TASK BRIEF.
Search the entries for the word "positives" and report each line that has it.

-- PROVIDED ENTRIES follows --

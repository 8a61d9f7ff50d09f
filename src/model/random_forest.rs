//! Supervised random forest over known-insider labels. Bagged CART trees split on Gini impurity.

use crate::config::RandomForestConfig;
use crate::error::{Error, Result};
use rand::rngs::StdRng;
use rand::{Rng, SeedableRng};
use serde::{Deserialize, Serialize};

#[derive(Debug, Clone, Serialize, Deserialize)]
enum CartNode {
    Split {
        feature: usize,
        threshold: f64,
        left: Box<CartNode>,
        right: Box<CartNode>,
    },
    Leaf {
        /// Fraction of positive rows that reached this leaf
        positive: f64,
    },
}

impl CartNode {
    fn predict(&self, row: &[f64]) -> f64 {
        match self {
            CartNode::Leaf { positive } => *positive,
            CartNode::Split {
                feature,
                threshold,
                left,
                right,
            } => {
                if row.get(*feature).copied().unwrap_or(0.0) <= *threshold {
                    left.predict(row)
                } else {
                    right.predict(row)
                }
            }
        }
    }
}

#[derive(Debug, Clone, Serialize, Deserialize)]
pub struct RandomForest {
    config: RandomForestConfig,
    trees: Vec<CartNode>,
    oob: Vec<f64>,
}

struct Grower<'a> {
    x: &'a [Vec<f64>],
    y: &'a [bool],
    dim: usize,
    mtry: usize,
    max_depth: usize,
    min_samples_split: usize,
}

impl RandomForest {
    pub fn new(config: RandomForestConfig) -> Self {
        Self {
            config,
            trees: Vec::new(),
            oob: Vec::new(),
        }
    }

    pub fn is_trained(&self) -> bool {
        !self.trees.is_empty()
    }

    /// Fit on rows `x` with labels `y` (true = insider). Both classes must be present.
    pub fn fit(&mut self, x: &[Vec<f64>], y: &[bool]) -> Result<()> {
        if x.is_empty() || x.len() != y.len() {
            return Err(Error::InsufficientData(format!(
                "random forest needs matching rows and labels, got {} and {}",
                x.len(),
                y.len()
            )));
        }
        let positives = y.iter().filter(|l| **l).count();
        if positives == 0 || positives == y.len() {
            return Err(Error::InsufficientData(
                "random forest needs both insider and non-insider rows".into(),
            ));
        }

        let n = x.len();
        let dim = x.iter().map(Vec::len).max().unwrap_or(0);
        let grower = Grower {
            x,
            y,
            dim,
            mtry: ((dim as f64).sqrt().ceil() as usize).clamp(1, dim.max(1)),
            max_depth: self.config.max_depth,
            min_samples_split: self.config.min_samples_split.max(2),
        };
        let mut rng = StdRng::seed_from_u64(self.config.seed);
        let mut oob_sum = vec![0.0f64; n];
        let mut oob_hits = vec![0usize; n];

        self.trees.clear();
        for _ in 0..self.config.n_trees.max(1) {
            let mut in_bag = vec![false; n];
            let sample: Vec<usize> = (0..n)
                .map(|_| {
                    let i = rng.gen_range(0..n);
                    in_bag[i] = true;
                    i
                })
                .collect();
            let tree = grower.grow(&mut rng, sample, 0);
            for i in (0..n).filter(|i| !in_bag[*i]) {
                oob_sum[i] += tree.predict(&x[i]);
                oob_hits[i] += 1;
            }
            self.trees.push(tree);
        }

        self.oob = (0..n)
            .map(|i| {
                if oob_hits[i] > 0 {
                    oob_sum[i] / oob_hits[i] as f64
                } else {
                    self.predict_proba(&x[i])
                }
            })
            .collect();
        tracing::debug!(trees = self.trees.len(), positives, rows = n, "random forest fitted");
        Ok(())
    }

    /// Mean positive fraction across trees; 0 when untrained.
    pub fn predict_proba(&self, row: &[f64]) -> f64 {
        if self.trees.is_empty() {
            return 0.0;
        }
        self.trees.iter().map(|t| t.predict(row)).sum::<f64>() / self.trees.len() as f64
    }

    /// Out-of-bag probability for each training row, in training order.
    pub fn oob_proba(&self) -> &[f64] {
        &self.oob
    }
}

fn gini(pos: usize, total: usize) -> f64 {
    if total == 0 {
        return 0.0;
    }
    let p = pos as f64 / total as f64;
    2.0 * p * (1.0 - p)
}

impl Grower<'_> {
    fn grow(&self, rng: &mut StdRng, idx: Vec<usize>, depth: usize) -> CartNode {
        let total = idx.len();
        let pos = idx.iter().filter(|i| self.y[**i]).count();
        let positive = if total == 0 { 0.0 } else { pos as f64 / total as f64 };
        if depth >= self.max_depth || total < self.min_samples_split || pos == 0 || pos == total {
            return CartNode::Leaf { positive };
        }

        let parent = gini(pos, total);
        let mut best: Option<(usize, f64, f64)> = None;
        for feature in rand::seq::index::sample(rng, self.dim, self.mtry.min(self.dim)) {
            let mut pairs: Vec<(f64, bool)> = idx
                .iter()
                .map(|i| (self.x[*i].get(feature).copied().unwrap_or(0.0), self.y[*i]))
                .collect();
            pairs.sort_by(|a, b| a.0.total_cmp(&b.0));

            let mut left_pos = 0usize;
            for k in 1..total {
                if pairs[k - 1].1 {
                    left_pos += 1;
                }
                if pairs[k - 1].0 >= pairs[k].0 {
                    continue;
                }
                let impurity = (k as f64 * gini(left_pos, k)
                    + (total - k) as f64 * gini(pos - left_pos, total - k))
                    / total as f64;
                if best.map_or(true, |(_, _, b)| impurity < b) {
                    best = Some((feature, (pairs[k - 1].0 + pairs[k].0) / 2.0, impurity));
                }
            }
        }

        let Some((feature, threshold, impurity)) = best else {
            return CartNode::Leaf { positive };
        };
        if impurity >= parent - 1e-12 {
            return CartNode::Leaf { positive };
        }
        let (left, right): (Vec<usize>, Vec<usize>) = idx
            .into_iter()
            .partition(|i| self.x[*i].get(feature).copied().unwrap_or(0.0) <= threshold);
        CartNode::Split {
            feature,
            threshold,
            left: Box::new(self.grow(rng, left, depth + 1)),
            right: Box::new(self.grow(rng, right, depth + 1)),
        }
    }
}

-- PROVIDED ENTRIES concluded --

ANSWER TO THE EXERCISE.
        let positives = y.iter().filter(|l| **l).count();
        if positives == 0 || positives == y.len() {
        tracing::debug!(trees = self.trees.len(), positives, rows = n, "random forest fitted");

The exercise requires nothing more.